* _Assignment_
Scan the entries below. Report each line where the string "iter" occurs.

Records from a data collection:
[Start of section]
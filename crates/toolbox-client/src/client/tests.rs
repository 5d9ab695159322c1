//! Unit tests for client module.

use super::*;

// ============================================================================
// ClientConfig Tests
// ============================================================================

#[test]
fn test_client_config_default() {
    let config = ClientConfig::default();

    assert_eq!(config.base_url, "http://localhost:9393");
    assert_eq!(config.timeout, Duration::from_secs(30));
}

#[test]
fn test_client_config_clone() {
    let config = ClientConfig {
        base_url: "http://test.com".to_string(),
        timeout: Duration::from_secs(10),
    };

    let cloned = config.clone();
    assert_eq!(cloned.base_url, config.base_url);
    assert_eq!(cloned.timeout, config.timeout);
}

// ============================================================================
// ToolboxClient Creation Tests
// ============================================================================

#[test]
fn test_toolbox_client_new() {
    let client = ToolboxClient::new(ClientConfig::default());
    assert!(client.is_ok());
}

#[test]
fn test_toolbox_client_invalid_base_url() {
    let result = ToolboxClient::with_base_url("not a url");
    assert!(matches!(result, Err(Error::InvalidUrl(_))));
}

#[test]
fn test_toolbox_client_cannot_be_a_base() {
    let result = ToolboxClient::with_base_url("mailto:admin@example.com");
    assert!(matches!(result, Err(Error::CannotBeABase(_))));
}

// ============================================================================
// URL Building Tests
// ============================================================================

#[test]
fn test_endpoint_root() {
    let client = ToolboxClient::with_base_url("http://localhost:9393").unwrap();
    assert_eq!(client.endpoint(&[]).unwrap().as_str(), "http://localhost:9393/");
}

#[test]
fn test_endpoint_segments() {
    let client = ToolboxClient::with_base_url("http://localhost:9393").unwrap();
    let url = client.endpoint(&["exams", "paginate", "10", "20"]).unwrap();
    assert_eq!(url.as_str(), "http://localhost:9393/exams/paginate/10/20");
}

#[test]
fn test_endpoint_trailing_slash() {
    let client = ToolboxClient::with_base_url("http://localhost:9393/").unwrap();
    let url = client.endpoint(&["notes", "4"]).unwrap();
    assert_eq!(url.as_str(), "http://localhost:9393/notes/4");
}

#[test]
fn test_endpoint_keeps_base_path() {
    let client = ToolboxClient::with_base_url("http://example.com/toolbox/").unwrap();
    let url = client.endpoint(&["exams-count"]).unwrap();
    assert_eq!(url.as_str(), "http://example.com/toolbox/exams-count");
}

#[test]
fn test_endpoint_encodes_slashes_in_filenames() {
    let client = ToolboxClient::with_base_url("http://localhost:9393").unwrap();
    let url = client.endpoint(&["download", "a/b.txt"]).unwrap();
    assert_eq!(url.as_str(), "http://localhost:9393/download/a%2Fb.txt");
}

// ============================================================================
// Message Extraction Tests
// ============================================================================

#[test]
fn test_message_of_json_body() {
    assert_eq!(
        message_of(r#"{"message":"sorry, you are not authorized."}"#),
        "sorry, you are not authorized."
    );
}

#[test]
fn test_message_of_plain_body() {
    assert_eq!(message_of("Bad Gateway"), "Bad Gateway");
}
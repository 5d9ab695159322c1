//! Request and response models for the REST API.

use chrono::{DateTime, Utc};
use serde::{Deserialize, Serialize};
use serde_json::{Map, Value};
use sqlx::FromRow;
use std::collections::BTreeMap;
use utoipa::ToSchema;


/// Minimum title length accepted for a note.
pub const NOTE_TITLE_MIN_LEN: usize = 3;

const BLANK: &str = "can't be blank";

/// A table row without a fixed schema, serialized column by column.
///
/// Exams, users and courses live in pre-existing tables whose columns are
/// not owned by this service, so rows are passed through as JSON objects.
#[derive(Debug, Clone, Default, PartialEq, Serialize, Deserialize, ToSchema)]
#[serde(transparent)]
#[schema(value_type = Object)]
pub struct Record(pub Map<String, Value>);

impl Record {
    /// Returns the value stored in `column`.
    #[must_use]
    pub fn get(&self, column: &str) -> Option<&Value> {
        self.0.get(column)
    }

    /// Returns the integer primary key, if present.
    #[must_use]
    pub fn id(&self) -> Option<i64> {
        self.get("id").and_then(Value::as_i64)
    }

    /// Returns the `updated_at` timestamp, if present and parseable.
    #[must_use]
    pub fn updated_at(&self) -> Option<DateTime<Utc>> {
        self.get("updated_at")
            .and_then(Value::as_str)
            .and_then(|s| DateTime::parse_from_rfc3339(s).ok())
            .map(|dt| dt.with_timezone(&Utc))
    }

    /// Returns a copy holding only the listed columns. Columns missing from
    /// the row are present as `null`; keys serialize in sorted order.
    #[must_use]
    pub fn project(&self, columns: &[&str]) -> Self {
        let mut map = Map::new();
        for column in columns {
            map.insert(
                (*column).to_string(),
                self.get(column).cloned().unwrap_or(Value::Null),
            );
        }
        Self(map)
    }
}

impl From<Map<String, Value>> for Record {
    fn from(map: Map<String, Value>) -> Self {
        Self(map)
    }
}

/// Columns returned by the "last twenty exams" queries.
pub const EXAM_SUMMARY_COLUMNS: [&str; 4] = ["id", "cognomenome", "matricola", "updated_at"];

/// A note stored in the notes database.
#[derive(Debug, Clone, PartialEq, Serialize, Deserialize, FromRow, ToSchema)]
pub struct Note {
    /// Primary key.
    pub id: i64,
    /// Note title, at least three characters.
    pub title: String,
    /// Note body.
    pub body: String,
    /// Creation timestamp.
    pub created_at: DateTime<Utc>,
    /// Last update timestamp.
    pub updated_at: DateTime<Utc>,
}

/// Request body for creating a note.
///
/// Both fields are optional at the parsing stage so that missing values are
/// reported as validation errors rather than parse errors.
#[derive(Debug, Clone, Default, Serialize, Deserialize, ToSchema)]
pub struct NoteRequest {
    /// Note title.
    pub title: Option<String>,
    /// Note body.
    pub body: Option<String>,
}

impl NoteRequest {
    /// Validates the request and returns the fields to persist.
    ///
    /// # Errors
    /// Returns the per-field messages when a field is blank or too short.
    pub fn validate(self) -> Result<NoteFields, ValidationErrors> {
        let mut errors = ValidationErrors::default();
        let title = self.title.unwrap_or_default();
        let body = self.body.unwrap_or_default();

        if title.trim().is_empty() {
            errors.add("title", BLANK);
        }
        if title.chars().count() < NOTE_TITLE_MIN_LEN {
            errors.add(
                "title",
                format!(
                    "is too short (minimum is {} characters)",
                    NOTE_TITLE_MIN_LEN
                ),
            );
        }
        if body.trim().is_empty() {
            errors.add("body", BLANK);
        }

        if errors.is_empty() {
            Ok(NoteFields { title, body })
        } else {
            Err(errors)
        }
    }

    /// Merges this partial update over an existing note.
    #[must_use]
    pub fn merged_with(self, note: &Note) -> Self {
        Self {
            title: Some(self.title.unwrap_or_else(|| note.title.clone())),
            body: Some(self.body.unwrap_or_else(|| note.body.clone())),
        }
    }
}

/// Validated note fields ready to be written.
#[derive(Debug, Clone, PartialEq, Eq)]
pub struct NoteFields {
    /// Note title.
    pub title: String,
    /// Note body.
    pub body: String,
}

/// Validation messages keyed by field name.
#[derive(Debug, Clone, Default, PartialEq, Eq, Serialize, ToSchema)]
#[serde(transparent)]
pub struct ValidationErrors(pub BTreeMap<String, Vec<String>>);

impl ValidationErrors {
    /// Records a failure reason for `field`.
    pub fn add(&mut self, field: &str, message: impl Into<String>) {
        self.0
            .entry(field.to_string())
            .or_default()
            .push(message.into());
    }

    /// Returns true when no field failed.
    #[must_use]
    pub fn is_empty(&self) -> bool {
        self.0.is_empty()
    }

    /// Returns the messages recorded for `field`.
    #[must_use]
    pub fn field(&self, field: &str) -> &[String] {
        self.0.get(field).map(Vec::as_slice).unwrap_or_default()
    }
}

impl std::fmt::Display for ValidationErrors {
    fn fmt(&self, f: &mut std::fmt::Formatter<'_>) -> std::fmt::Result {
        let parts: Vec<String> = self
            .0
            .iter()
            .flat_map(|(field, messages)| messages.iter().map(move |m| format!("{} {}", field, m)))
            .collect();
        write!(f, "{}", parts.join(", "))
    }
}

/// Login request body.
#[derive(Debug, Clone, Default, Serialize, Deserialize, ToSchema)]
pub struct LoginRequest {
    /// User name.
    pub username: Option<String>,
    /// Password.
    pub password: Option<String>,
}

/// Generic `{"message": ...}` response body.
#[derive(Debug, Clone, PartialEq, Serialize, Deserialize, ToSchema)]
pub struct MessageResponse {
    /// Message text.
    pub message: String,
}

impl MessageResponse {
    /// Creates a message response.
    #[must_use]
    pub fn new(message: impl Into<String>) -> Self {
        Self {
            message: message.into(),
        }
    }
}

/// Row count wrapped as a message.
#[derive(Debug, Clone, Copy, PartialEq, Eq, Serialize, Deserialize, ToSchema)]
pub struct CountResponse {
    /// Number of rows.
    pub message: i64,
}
[End of section]
* _Written response_
            .iter()
            .flat_map(|(field, messages)| messages.iter().map(move |m| format!("{} {}", field, m)))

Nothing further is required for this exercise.